In a study by Khalily et al. (2018), they proposed for various 5G applications, a broadband millimeter-wave microstrip array antenna with better radiation properties. The research aimed to address the need for antennas capable of supporting a wide range of frequencies and applications in the mm-wave spectrum.

Analyzing the radiation and impedance characteristics of a single inset-fed patch antenna with a parasitic patch is part of the design. To reduce mutual coupling and enhance radiation pattern symmetry, the antenna array uses 16 components in an H-plane novel arrangement with an alternating out-of-phase 180° rotating sequence. With -15 dB reflection coefficients and 20 dB mutual coupling between the elements, the measured bandwidth is reported to be 24.4% (24.35 to 31.13 GHz). The proposed phased array antenna prototype shows high gains, low scan losses, narrow beamwidths.

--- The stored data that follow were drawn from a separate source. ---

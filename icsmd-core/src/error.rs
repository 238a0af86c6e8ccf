//! Error types for the conversion pipeline.

use thiserror::Error;

/// The input could not be read as a calendar. Fatal to a conversion.
#[derive(Error, Debug, Clone, PartialEq, Eq)]
pub enum DecodeError {
    #[error("ICS data is not valid UTF-8: {0}")]
    InvalidUtf8(String),

    #[error("ICS data does not start with BEGIN:VCALENDAR")]
    NotACalendar,

    #[error("ICS parse error: {0}")]
    Grammar(String),
}

/// A filter bound could not be parsed. The bound is treated as unbounded.
#[derive(Error, Debug, Clone, PartialEq, Eq)]
#[error("Invalid {side} date '{input}'. Expected YYYY-MM-DD")]
pub struct FilterParseError {
    pub side: &'static str,
    pub input: String,
}

/// A description could not be converted to Markdown. The raw text is kept.
#[derive(Error, Debug, Clone, PartialEq, Eq)]
pub enum ConvertError {
    #[error("conversion failed: {0}")]
    Failed(String),
}

/// Result type alias for decoding.
pub type DecodeResult<T> = Result<T, DecodeError>;
//! Rich-text to Markdown conversion for event descriptions.

use std::sync::LazyLock;

use regex::Regex;

use crate::error::ConvertError;

/// Converts a description into Markdown.
///
/// Failure is never fatal: the decoder keeps the raw text when this errors.
pub trait MarkdownConverter {
    fn convert(&self, text: &str) -> Result<String, ConvertError>;
}

static RE_HTML_MARKUP: LazyLock<Regex> = LazyLock::new(|| {
    Regex::new(r"(?i)</?[a-z][a-z0-9]*(\s[^<>]*)?/?>|&(#[0-9]+|#x[0-9a-f]+|[a-z]+);")
        .expect("valid html markup regex")
});

/// HTML descriptions (as sent by Google and Outlook) rendered with `html2md`.
///
/// Plain text passes through untouched.
#[derive(Debug, Default, Clone, Copy)]
pub struct HtmlToMarkdown;

impl HtmlToMarkdown {
    pub fn looks_like_html(text: &str) -> bool {
        RE_HTML_MARKUP.is_match(text)
    }
}

impl MarkdownConverter for HtmlToMarkdown {
    fn convert(&self, text: &str) -> Result<String, ConvertError> {
        if !Self::looks_like_html(text) {
            return Ok(text.to_string());
        }

        let markdown = html2md::parse_html(text);
        Ok(markdown.trim().to_string())
    }
}
//! DTSTART/DTEND/DURATION resolution.

use chrono::{Duration, NaiveDateTime, NaiveTime, TimeZone};
use chrono_tz::Tz;
use icalendar::parser::Property;
use icalendar::{CalendarDateTime, DatePerhapsTime};

use crate::event::Timestamp;

/// A resolved DTSTART/DTEND value.
#[derive(Debug, Clone, Copy, PartialEq, Eq)]
pub(crate) struct ResolvedTime {
    pub at: Timestamp,
    /// `VALUE=DATE` (all-day) rather than a date-time.
    pub date_only: bool,
}

/// Resolve a date or date-time property. `None` if the value is unreadable.
pub(crate) fn resolve(prop: &Property) -> Option<ResolvedTime> {
    match DatePerhapsTime::try_from(prop) {
        Ok(dpt) => Some(to_resolved(dpt)),
        Err(_) => {
            tracing::warn!(
                property = %prop.name.as_ref(),
                value = %prop.val.as_ref(),
                "unreadable date value, using zero time"
            );
            None
        }
    }
}

fn to_resolved(dpt: DatePerhapsTime) -> ResolvedTime {
    match dpt {
        DatePerhapsTime::Date(date) => ResolvedTime {
            at: date.and_time(NaiveTime::MIN).and_utc().fixed_offset(),
            date_only: true,
        },
        DatePerhapsTime::DateTime(cal_dt) => {
            let at = match cal_dt {
                CalendarDateTime::Utc(dt) => dt.fixed_offset(),
                CalendarDateTime::Floating(naive) => naive.and_utc().fixed_offset(),
                CalendarDateTime::WithTimezone { date_time, tzid } => zoned(date_time, &tzid),
            };
            ResolvedTime {
                at,
                date_only: false,
            }
        }
    }
}

/// Wall-clock time in an IANA zone. Unknown zones and skipped local times
/// fall back to reading the wall clock as UTC.
fn zoned(date_time: NaiveDateTime, tzid: &str) -> Timestamp {
    let name = tzid.trim_matches('"').trim_start_matches('/');

    let Ok(tz) = name.parse::<Tz>() else {
        tracing::warn!(tzid, "unknown timezone, reading time as UTC");
        return date_time.and_utc().fixed_offset();
    };

    match tz.from_local_datetime(&date_time).earliest() {
        Some(dt) => dt.fixed_offset(),
        None => {
            tracing::warn!(tzid, %date_time, "local time does not exist, reading time as UTC");
            date_time.and_utc().fixed_offset()
        }
    }
}

/// Parse a DURATION value (`PT1H30M`, `-P1D`, `P2W`).
pub(crate) fn parse_duration(value: &str) -> Option<Duration> {
    let value = value.trim();
    let is_negative = value.starts_with('-');
    let duration_str = value.trim_start_matches(['-', '+']);

    let duration = iso8601::duration(duration_str).ok()?;
    let std_duration: std::time::Duration = duration.into();
    let duration = Duration::from_std(std_duration).ok()?;

    Some(if is_negative { -duration } else { duration })
}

Figure 1. Antenna Design#1.

Figure 1. Antenna Design#1.

The antenna design successfully addresses challenges of MM- wave frequency path loss, demonstrating small beamwidths, low scan losses, and high gains, and efficient focusing for 5G applications.

2.2. Compact Wideband Four Element Optically Transparent MIMO Antenna for mm-Wave 5G Applications

Desai et al (2020) created a transparent four-element MIMO antenna with a design of a square ring-shaped antennas formed in a common ground plane. The paper presents a solid wide-band optically transparent MIMO antenna for mm-wave 5G applications, outperforming other antennas in terms of various parameters and showing potential for use in smart devices for 5G networks.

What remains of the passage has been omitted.